Second US judge blocks Trump administration from ending DACA programme

A federal judge in NY has ruled that the Trump administration can not end the Obama-era program created to protect from deportation young immigrants brought to the United States illegally as children.

President Donald Trump moved previous year to end the Deferred Action for Childhood Arrivals (DACA) program, telling Congress to find a legislative fix for "Dreamers" who were plunged into legal limbo by his decision.

A federal judge in NY has ruled US President Donald Trump's administration didn't offer "legally adequate reasons" for ending the DACA programme.

"First, the decision to end the DACA program appears to rest exclusively on a legal conclusion that the program was unconstitutional and violated the [Administrative Procedure Act] and [Immigration and Nationality Act]", Garaufis wrote. "Based on its review of the record before it, the court concludes that defendants have not done so".

At the core of the plaintiffs' case, brought by 17 state attorneys general and immigrants impacted by the administration's rescinding of the Obama-era program, is that the decision to end DACA was arbitrary and therefore illegal. He noted that the plan was based in part on the "plainly incorrect factual premise" that the program was illegal.

"Today's ruling reflects... the illegality of the Trump administration's move to rescind DACA..."

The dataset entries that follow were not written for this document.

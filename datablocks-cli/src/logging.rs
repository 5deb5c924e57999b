//! Logger setup.
//!
//! Normal output goes through `log::info!` and is printed bare on stdout;
//! warnings and errors get a colored prefix. `--verbose` switches to a
//! timestamped format with debug messages, `--quiet` keeps only warnings
//! and errors, and `--logfile` sends everything to a file with ANSI codes
//! stripped.

use std::fs::File;
use std::io::Write;
use std::path::Path;

use env_logger::{Builder, Target};
use log::{Level, LevelFilter};
use owo_colors::OwoColorize;
use owo_colors::Stream::Stdout;

use crate::error::CliError;

pub(crate) fn init(quiet: bool, verbose: bool, logfile: Option<&Path>) -> Result<(), CliError> {
    let level = if verbose {
        LevelFilter::Debug
    } else if quiet {
        LevelFilter::Warn
    } else {
        LevelFilter::Info
    };

    let mut builder = Builder::new();
    builder
        .filter_level(level)
        .filter_module("reqwest", LevelFilter::Warn)
        .filter_module("hyper_util", LevelFilter::Warn)
        .filter_module("rustls", LevelFilter::Warn)
        .parse_default_env();

    builder.format(move |buf, record| {
        if verbose {
            return writeln!(
                buf,
                "{} {:<5} [{}] {}",
                chrono::Local::now().format("%H:%M:%S%.3f"),
                record.level(),
                record.target(),
                record.args()
            );
        }
        match record.level() {
            Level::Error => writeln!(
                buf,
                "{} {}",
                "error:".if_supports_color(Stdout, |t| t.red()),
                record.args()
            ),
            Level::Warn => writeln!(
                buf,
                "{} {}",
                "warning:".if_supports_color(Stdout, |t| t.yellow()),
                record.args()
            ),
            _ => writeln!(buf, "{}", record.args()),
        }
    });

    match logfile {
        Some(path) => {
            let file = File::create(path)?;
            builder.target(Target::Pipe(Box::new(strip_ansi_escapes::Writer::new(file))));
        }
        None => {
            builder.target(Target::Stdout);
        }
    }

    builder
        .try_init()
        .map_err(|e| CliError::other(format!("could not start logging: {e}")))
}
//! Persisting a task list for the orchestrator.
//!
//! [`AirscooterSerializer`] writes two artifacts under `root/.airflow/`:
//! `airscooter.yml`, a declarative description of every node, and
//! `dags/<workflow>_dag.py`, an Airflow DAG with one `BashOperator` per node.
//! Both are rewritten from scratch on every build, so nodes whose task
//! folders are gone drop out.

use std::collections::HashSet;
use std::fmt::Write as _;
use std::path::{Path, PathBuf};

use chrono::{Datelike, NaiveDate};
use datablocks_catalog::layout::CatalogLayout;
use serde::{Deserialize, Serialize};

use crate::builder::DagOptions;
use crate::error::WorkflowError;
use crate::outputs::ScriptKind;
use crate::task::TaskNode;

pub const DESCRIPTION_FILE: &str = "airscooter.yml";
pub const DAGS_DIR: &str = "dags";

/// Turns a task list into on-disk workflow artifacts.
pub trait WorkflowSerializer {
    /// Write the artifacts and return their paths.
    fn write(
        &self,
        tasks: &[TaskNode],
        layout: &CatalogLayout,
        options: &DagOptions,
    ) -> Result<Vec<PathBuf>, WorkflowError>;
}

/// Contents of `airscooter.yml`.
#[derive(Debug, Clone, PartialEq, Eq, Serialize, Deserialize)]
pub struct WorkflowDescription {
    pub name: String,
    /// ISO date, `YYYY-MM-DD`.
    pub start_date: String,
    pub tasks: Vec<TaskNode>,
}

#[derive(Debug, Clone, Copy, Default)]
pub struct AirscooterSerializer;

impl AirscooterSerializer {
    pub fn description_path(layout: &CatalogLayout) -> PathBuf {
        layout.airflow_dir().join(DESCRIPTION_FILE)
    }

    pub fn dag_path(layout: &CatalogLayout, workflow_name: &str) -> PathBuf {
        layout
            .airflow_dir()
            .join(DAGS_DIR)
            .join(format!("{workflow_name}_dag.py"))
    }
}

impl WorkflowSerializer for AirscooterSerializer {
    fn write(
        &self,
        tasks: &[TaskNode],
        layout: &CatalogLayout,
        options: &DagOptions,
    ) -> Result<Vec<PathBuf>, WorkflowError> {
        let description = WorkflowDescription {
            name: options.workflow_name.clone(),
            start_date: options.start_date.format("%Y-%m-%d").to_string(),
            tasks: tasks.to_vec(),
        };
        let yaml_path = Self::description_path(layout);
        let yaml = serde_yml::to_string(&description).map_err(|source| WorkflowError::Yaml {
            path: yaml_path.display().to_string(),
            source,
        })?;
        write_atomic(&yaml_path, &yaml)?;

        let dag_path = Self::dag_path(layout, &options.workflow_name);
        write_atomic(
            &dag_path,
            &airflow_dag_source(tasks, &options.workflow_name, options.start_date),
        )?;

        log::debug!(
            "wrote {} and {}",
            yaml_path.display(),
            dag_path.display()
        );
        Ok(vec![yaml_path, dag_path])
    }
}

/// Read back an `airscooter.yml`.
pub fn load_description(path: &Path) -> Result<WorkflowDescription, WorkflowError> {
    let contents = std::fs::read_to_string(path).map_err(|e| WorkflowError::io(path, e))?;
    serde_yml::from_str(&contents).map_err(|source| WorkflowError::Yaml {
        path: path.display().to_string(),
        source,
    })
}

fn write_atomic(path: &Path, contents: &str) -> Result<(), WorkflowError> {
    if let Some(parent) = path.parent() {
        std::fs::create_dir_all(parent).map_err(|e| WorkflowError::io(parent, e))?;
    }
    let mut tmp_name = path.file_name().unwrap_or_default().to_os_string();
    tmp_name.push(".tmp");
    let tmp = path.with_file_name(tmp_name);
    std::fs::write(&tmp, contents).map_err(|e| WorkflowError::io(&tmp, e))?;
    std::fs::rename(&tmp, path).map_err(|e| WorkflowError::io(path, e))
}

/// Quote a string as a Python literal.
fn py_str(s: &str) -> String {
    serde_json::Value::String(s.to_string()).to_string()
}

/// Shell command that runs one task script.
///
/// The trailing space keeps Airflow from treating a command ending in `.sh`
/// as a template file name.
pub fn bash_command(node: &TaskNode) -> String {
    let script = node.script.display().to_string();
    let quoted = format!("\"{}\"", script.replace('\\', "\\\\").replace('"', "\\\""));
    match node.script_kind() {
        Some(ScriptKind::Shell) => format!("bash {quoted} "),
        Some(ScriptKind::Notebook) => {
            format!("jupyter nbconvert --to notebook --execute --inplace {quoted} ")
        }
        Some(ScriptKind::Python) | None => format!("python {quoted} "),
    }
}

pub fn airflow_dag_source(tasks: &[TaskNode], workflow_name: &str, start_date: NaiveDate) -> String {
    let mut out = String::new();
    let _ = writeln!(out, "# Generated by datablocks. Rebuild with `datablocks dag`; edits are overwritten.");
    let _ = writeln!(out, "from datetime import datetime");
    let _ = writeln!(out);
    let _ = writeln!(out, "from airflow import DAG");
    let _ = writeln!(out, "from airflow.operators.bash_operator import BashOperator");
    let _ = writeln!(out);
    let _ = writeln!(out, "dag = DAG(");
    let _ = writeln!(out, "    {},", py_str(workflow_name));
    let _ = writeln!(
        out,
        "    default_args={{\"owner\": \"datablocks\", \"start_date\": datetime({}, {}, {})}},",
        start_date.year(),
        start_date.month(),
        start_date.day()
    );
    let _ = writeln!(out, "    schedule_interval=None,");
    let _ = writeln!(out, ")");

    if !tasks.is_empty() {
        let _ = writeln!(out);
    }
    let vars = variable_names(tasks);
    for (node, var) in tasks.iter().zip(&vars) {
        let _ = writeln!(
            out,
            "{} = BashOperator(task_id={}, bash_command={}, dag=dag)",
            var,
            py_str(&node.name),
            py_str(&bash_command(node))
        );
    }

    let mut edges: Vec<(usize, usize)> = Vec::new();
    for (i, node) in tasks.iter().enumerate() {
        for requirement in &node.requirements {
            match tasks.iter().position(|t| t.name == *requirement) {
                Some(j) => edges.push((i, j)),
                None => log::warn!("{}: requirement {} is not in the workflow", node.name, requirement),
            }
        }
    }
    if !edges.is_empty() {
        let _ = writeln!(out);
    }
    for (i, j) in edges {
        let _ = writeln!(out, "{}.set_upstream({})", vars[i], vars[j]);
    }
    out
}

/// One Python variable per node, in task order.
///
/// Task names are unique but their identifier forms need not be (`a-b` and
/// `a_b` both become `a_b`), so a clashing name takes a numeric suffix.
fn variable_names(tasks: &[TaskNode]) -> Vec<String> {
    let mut used: HashSet<String> = HashSet::new();
    tasks
        .iter()
        .map(|node| {
            let base = node.var_name();
            let mut var = base.clone();
            let mut n = 2;
            while !used.insert(var.clone()) {
                var = format!("{base}_{n}");
                n += 1;
            }
            var
        })
        .collect()
}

Amid the legal setback, Senate efforts to find a solution stalled Tuesday as party leaders squabbled over how to start proceedings.

Lawmakers have until a Trump-mandated March 5 deadline to find a replacement.

The decision is similar to a January 9 ruling by U.S. District Judge William Alsup in San Francisco that DACA must remain in place while litigation challenging Trump's decision continues.

Mr. Trump had set a March 5 phaseout data for the DACA program.

In a statement, U.S. Justice Department spokesman Devin O'Malley said DACA was implemented unilaterally by Trump's Democratic predecessor Barack Obama and thus unlawfully circumvented Congress. Created by the Obama administration through executive action in 2012, DACA now protects almost 700,000 Dreamers from deportation. "Promoting and enforcing the rule of law is vital to protecting a nation, its borders, and its citizens".

CNN reports that the Supreme Court is planning to meet behind closed doors this week to decide whether they will take up the Trump administration's appeal of the injunctions.